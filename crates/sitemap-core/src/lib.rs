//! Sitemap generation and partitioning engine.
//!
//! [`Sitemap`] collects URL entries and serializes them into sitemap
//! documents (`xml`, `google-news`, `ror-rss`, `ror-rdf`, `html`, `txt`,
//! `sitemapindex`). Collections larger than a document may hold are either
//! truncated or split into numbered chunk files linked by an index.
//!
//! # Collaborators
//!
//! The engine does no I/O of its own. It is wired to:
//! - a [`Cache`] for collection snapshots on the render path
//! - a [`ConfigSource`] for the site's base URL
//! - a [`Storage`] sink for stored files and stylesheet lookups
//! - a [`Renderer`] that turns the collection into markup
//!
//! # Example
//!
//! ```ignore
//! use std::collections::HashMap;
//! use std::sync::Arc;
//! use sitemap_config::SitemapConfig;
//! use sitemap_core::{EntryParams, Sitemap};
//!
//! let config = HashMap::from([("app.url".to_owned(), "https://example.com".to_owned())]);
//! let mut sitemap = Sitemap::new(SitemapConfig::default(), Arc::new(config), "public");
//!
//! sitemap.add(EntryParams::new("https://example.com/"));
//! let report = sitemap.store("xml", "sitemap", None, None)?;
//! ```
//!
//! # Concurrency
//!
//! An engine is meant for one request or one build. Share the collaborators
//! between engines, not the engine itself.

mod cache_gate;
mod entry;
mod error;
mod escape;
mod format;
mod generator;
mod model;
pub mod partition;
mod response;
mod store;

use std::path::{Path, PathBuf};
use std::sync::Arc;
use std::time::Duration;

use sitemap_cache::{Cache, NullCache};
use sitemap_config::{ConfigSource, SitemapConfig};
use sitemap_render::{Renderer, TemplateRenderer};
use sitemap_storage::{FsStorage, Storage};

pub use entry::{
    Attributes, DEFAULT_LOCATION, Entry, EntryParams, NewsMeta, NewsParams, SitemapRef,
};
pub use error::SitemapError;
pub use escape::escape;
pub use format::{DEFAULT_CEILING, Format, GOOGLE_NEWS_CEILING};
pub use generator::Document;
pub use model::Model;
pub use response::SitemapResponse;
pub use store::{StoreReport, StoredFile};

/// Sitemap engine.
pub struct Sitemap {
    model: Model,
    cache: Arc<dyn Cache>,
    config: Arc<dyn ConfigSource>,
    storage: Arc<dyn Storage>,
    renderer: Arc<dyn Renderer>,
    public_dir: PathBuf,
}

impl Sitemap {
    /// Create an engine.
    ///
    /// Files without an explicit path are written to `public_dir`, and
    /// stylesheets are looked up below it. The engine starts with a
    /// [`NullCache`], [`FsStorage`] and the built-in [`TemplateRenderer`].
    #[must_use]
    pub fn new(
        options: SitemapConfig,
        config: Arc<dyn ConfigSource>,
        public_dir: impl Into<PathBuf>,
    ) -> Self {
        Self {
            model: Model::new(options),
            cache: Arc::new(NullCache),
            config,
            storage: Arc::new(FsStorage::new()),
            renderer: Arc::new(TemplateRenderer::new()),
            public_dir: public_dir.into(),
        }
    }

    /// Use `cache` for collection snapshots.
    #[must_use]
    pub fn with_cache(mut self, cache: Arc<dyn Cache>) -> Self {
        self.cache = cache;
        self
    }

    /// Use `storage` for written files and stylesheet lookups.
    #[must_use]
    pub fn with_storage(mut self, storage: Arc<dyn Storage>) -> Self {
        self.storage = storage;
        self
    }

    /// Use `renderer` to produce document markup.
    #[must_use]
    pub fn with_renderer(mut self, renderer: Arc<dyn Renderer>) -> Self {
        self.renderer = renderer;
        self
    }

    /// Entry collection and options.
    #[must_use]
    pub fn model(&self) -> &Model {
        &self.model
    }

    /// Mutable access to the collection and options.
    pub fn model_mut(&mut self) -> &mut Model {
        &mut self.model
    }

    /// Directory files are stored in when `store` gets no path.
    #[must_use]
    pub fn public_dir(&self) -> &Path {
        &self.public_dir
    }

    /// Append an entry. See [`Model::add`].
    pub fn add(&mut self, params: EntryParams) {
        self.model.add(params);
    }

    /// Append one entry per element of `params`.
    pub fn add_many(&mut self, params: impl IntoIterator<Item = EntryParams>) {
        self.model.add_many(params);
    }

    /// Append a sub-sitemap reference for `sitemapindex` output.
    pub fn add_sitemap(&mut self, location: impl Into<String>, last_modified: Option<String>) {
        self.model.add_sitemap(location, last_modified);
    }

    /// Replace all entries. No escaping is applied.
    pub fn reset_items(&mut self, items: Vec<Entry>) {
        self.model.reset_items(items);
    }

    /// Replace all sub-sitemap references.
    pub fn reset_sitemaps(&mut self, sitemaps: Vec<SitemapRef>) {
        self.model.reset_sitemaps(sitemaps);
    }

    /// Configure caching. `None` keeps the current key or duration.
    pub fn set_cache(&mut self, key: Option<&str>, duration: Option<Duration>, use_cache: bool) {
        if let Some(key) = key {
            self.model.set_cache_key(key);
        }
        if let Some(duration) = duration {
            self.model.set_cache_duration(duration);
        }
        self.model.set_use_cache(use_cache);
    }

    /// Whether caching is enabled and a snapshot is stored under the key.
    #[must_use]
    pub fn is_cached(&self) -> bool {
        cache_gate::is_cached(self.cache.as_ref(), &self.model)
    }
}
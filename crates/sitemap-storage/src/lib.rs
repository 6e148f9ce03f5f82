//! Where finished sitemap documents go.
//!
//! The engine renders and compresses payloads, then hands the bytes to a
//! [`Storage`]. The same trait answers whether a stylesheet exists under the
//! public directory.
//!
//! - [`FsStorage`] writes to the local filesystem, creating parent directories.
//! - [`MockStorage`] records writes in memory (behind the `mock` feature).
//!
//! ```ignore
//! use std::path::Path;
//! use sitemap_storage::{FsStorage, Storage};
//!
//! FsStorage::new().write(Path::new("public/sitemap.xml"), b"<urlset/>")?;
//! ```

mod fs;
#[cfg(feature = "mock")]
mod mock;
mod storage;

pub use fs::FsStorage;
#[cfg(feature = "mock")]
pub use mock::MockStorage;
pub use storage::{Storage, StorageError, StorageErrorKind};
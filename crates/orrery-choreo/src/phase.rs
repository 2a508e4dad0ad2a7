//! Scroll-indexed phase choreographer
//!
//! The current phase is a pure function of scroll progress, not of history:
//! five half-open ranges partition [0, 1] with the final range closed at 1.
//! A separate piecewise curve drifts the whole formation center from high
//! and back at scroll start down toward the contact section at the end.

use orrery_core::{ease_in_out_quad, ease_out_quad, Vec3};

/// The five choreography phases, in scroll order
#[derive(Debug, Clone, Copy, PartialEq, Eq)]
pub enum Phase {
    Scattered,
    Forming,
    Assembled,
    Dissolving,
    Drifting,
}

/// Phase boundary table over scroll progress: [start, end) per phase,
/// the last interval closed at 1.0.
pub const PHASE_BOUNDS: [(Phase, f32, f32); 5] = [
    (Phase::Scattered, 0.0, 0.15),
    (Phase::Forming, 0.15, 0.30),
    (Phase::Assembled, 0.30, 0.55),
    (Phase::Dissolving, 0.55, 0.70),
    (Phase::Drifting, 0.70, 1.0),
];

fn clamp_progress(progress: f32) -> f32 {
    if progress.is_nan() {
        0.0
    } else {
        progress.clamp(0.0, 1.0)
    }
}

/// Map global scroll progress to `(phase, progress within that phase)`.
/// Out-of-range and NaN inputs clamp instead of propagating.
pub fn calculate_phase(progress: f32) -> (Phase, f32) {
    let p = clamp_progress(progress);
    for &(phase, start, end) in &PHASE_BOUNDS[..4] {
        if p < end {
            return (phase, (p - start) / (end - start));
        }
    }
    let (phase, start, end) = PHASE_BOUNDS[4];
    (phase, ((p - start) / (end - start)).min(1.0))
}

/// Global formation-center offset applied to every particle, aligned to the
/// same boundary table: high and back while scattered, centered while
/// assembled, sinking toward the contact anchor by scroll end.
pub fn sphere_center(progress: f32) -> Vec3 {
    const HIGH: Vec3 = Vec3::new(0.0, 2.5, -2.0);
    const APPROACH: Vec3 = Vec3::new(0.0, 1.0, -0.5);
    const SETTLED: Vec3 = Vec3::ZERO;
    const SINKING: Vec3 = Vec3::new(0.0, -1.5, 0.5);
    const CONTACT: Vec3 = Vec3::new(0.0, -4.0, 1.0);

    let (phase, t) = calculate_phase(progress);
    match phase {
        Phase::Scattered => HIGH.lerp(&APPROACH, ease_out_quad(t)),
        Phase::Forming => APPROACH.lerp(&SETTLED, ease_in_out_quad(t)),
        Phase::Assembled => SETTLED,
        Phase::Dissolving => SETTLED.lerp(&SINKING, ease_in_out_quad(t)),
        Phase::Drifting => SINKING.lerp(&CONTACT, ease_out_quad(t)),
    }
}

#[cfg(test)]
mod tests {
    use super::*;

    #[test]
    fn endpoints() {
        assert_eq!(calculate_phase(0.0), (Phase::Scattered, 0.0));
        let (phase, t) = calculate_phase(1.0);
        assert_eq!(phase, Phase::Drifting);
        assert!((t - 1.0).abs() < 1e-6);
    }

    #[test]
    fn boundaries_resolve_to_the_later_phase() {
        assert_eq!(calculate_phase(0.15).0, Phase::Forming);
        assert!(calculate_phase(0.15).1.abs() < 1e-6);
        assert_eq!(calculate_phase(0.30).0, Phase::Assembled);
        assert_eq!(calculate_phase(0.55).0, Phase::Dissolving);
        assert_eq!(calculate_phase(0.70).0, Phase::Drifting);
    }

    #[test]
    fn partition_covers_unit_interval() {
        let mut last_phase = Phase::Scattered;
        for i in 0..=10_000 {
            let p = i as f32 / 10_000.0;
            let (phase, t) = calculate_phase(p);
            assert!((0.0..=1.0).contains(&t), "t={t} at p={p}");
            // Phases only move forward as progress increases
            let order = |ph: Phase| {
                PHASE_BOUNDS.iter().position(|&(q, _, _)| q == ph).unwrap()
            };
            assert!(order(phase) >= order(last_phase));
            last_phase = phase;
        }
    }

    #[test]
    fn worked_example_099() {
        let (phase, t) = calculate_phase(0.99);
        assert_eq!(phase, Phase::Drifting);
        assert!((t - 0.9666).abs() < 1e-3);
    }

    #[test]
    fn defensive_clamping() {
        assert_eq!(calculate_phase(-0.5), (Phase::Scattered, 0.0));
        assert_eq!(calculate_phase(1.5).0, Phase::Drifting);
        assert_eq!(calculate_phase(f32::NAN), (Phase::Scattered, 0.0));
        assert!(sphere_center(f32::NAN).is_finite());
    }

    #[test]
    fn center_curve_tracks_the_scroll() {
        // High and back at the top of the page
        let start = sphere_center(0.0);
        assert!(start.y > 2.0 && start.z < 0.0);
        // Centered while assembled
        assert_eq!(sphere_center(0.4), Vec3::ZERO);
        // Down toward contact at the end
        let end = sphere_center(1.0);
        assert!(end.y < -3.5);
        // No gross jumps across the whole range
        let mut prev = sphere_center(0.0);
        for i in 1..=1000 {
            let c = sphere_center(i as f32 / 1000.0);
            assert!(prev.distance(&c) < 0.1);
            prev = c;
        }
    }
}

· · ·

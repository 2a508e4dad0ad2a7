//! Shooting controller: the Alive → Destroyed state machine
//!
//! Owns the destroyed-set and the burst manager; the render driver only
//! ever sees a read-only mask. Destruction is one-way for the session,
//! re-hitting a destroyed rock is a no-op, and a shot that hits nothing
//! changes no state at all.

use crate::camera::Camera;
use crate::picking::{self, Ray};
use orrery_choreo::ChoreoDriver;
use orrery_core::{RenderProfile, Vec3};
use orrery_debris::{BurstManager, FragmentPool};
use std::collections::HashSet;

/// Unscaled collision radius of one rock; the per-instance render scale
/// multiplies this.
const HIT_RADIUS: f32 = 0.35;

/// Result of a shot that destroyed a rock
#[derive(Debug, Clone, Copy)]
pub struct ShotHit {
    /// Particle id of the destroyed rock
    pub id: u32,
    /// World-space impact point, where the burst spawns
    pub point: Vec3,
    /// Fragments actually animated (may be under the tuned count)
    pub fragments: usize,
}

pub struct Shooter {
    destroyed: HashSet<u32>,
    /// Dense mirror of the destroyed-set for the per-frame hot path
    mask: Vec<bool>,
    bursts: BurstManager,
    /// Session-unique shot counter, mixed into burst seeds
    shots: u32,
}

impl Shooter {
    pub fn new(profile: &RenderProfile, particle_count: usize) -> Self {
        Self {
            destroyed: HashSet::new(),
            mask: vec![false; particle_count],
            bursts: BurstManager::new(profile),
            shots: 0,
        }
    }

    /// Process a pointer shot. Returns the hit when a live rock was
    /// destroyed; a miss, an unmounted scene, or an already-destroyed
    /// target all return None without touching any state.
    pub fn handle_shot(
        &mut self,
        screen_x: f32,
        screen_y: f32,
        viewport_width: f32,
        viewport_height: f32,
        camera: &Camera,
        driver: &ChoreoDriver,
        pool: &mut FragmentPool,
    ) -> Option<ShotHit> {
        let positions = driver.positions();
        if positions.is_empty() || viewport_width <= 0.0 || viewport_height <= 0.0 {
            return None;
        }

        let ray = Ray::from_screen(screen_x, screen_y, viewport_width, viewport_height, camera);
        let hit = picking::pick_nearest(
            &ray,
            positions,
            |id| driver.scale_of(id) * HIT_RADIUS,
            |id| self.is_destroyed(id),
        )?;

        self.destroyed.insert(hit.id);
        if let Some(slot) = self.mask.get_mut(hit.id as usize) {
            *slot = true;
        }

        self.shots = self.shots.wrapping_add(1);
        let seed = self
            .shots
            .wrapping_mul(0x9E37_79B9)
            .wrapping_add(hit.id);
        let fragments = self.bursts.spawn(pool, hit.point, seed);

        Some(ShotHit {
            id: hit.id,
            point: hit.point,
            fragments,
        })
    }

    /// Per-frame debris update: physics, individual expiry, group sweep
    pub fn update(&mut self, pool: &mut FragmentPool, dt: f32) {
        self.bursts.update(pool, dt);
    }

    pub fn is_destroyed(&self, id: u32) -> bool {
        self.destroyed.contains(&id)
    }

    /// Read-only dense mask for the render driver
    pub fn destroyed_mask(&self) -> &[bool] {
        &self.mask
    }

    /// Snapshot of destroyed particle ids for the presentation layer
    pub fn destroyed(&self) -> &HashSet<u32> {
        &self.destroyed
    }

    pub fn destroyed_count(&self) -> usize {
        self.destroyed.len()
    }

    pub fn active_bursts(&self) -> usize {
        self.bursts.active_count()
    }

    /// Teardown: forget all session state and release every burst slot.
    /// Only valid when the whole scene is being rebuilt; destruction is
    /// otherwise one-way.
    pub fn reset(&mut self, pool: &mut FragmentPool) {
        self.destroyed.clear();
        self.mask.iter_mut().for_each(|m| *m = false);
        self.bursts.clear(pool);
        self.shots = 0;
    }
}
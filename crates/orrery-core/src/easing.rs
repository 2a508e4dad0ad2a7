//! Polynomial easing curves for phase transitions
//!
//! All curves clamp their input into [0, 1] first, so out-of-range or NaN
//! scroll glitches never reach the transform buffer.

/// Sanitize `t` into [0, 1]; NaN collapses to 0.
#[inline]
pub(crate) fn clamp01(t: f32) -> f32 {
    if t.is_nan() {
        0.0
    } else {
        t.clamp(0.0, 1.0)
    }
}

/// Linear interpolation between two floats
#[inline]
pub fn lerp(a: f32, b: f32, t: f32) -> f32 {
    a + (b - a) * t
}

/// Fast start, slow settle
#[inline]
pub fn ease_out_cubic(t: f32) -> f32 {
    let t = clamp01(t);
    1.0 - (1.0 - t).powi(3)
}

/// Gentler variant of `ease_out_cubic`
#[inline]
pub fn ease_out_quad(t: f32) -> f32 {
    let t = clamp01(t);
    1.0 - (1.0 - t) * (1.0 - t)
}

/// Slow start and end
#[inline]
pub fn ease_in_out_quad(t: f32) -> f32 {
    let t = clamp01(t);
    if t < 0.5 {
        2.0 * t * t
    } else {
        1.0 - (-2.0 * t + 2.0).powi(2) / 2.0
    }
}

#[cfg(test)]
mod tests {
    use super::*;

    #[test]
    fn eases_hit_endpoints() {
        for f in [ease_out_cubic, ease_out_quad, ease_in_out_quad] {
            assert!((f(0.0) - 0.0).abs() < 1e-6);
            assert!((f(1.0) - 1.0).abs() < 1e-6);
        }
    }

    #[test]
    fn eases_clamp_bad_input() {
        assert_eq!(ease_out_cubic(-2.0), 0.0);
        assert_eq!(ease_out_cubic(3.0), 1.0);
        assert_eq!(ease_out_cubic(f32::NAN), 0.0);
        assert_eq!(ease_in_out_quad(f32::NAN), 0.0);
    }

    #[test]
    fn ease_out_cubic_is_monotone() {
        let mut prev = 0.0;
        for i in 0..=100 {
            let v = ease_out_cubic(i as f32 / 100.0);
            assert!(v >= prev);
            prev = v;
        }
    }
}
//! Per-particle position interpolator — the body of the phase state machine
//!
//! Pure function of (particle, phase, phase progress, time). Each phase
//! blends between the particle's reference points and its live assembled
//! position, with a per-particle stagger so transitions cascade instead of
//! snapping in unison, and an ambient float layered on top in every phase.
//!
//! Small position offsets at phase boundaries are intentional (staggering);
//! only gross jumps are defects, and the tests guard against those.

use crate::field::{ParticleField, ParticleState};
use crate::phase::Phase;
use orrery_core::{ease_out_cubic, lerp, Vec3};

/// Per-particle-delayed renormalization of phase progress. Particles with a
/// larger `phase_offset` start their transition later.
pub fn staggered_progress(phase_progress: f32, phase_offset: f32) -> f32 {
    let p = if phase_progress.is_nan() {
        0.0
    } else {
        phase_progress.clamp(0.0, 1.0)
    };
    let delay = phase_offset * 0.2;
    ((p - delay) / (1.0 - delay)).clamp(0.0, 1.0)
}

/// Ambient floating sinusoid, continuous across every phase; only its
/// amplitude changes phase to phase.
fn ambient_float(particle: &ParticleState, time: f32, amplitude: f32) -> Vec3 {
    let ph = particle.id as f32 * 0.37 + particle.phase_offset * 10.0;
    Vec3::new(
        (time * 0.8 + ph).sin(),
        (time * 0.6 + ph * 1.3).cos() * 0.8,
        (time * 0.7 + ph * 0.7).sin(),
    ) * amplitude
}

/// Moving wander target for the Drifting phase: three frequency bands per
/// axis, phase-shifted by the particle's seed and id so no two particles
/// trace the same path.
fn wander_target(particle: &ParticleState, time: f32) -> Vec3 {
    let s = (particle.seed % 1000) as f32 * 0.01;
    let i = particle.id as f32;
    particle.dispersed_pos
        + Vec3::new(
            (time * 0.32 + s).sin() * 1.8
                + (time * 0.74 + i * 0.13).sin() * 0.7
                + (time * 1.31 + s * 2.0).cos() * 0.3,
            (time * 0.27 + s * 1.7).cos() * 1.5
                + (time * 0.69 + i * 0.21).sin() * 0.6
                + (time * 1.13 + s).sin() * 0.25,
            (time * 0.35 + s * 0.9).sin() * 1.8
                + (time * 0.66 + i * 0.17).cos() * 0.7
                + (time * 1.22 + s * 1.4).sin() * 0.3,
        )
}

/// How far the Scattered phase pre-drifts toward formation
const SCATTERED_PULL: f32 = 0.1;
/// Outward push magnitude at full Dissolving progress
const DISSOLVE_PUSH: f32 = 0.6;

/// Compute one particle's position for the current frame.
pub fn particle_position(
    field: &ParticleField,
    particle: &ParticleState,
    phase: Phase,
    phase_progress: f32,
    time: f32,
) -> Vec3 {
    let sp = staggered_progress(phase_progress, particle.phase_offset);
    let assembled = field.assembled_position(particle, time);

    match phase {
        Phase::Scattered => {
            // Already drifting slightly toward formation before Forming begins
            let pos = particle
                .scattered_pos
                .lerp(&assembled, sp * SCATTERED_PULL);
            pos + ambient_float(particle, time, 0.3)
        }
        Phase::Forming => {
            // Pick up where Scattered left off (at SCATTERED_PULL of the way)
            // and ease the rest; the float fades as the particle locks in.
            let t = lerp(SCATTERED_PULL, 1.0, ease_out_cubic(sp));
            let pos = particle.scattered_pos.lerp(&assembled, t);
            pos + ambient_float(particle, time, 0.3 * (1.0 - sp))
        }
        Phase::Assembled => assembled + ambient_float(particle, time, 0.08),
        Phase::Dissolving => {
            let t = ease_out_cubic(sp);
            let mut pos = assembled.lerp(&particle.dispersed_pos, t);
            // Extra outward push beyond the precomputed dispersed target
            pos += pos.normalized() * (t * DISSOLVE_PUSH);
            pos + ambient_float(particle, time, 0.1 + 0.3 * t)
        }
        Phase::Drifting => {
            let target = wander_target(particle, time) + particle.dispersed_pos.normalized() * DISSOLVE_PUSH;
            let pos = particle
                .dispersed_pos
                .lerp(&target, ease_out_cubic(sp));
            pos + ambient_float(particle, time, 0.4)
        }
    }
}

· · ·

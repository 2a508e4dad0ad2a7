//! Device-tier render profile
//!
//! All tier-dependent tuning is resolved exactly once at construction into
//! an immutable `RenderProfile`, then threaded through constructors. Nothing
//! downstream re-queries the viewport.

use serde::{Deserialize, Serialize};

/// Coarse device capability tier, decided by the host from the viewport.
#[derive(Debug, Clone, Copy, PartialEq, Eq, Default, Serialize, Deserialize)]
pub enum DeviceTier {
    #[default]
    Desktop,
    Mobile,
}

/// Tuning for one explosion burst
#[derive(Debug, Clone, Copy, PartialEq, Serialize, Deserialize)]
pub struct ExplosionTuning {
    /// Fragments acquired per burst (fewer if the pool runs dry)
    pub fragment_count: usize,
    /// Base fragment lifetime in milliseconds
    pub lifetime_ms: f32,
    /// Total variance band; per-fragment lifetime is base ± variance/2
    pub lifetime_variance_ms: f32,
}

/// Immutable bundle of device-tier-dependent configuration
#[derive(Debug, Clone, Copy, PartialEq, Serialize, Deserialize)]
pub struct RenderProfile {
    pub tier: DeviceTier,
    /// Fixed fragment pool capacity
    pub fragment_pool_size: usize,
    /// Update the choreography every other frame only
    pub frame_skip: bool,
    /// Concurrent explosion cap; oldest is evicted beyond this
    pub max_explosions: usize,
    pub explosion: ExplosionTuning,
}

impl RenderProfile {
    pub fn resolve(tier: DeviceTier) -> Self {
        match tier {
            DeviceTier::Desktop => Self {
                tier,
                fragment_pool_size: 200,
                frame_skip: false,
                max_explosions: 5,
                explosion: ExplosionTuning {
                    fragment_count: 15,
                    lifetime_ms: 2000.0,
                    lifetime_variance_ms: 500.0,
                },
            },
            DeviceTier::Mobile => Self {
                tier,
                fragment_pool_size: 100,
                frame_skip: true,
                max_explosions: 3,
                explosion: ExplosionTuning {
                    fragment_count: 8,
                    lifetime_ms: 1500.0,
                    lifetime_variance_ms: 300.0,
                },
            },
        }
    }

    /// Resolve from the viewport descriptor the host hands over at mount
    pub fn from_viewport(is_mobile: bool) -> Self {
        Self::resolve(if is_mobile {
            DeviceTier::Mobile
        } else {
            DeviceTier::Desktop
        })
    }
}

· · ·

## TASK DETAILS
In the data above, find the line with "if let Some(duration)" and the line with "Phase boundary table". Retype both, plus every line between them, exactly.

## SOLUTION FOR THIS PROBLEM
        if let Some(duration) = duration {
            self.model.set_cache_duration(duration);
        }
        self.model.set_use_cache(use_cache);
    }

    /// Whether caching is enabled and a snapshot is stored under the key.
    #[must_use]
    pub fn is_cached(&self) -> bool {
        cache_gate::is_cached(self.cache.as_ref(), &self.model)
    }
}
filename crates/sitemap-storage/src/lib.rs
repository 6e148f9ce03f5f82
//! Where finished sitemap documents go.
//!
//! The engine renders and compresses payloads, then hands the bytes to a
//! [`Storage`]. The same trait answers whether a stylesheet exists under the
//! public directory.
//!
//! - [`FsStorage`] writes to the local filesystem, creating parent directories.
//! - [`MockStorage`] records writes in memory (behind the `mock` feature).
//!
//! ```ignore
//! use std::path::Path;
//! use sitemap_storage::{FsStorage, Storage};
//!
//! FsStorage::new().write(Path::new("public/sitemap.xml"), b"<urlset/>")?;
//! ```

mod fs;
#[cfg(feature = "mock")]
mod mock;
mod storage;

pub use fs::FsStorage;
#[cfg(feature = "mock")]
pub use mock::MockStorage;
pub use storage::{Storage, StorageError, StorageErrorKind};
filename crates/orrery-choreo/src/phase.rs
repository 2a508e4dad0ad2a7
//! Scroll-indexed phase choreographer
//!
//! The current phase is a pure function of scroll progress, not of history:
//! five half-open ranges partition [0, 1] with the final range closed at 1.
//! A separate piecewise curve drifts the whole formation center from high
//! and back at scroll start down toward the contact section at the end.

use orrery_core::{ease_in_out_quad, ease_out_quad, Vec3};

/// The five choreography phases, in scroll order
#[derive(Debug, Clone, Copy, PartialEq, Eq)]
pub enum Phase {
    Scattered,
    Forming,
    Assembled,
    Dissolving,
    Drifting,
}

/// Phase boundary table over scroll progress: [start, end) per phase,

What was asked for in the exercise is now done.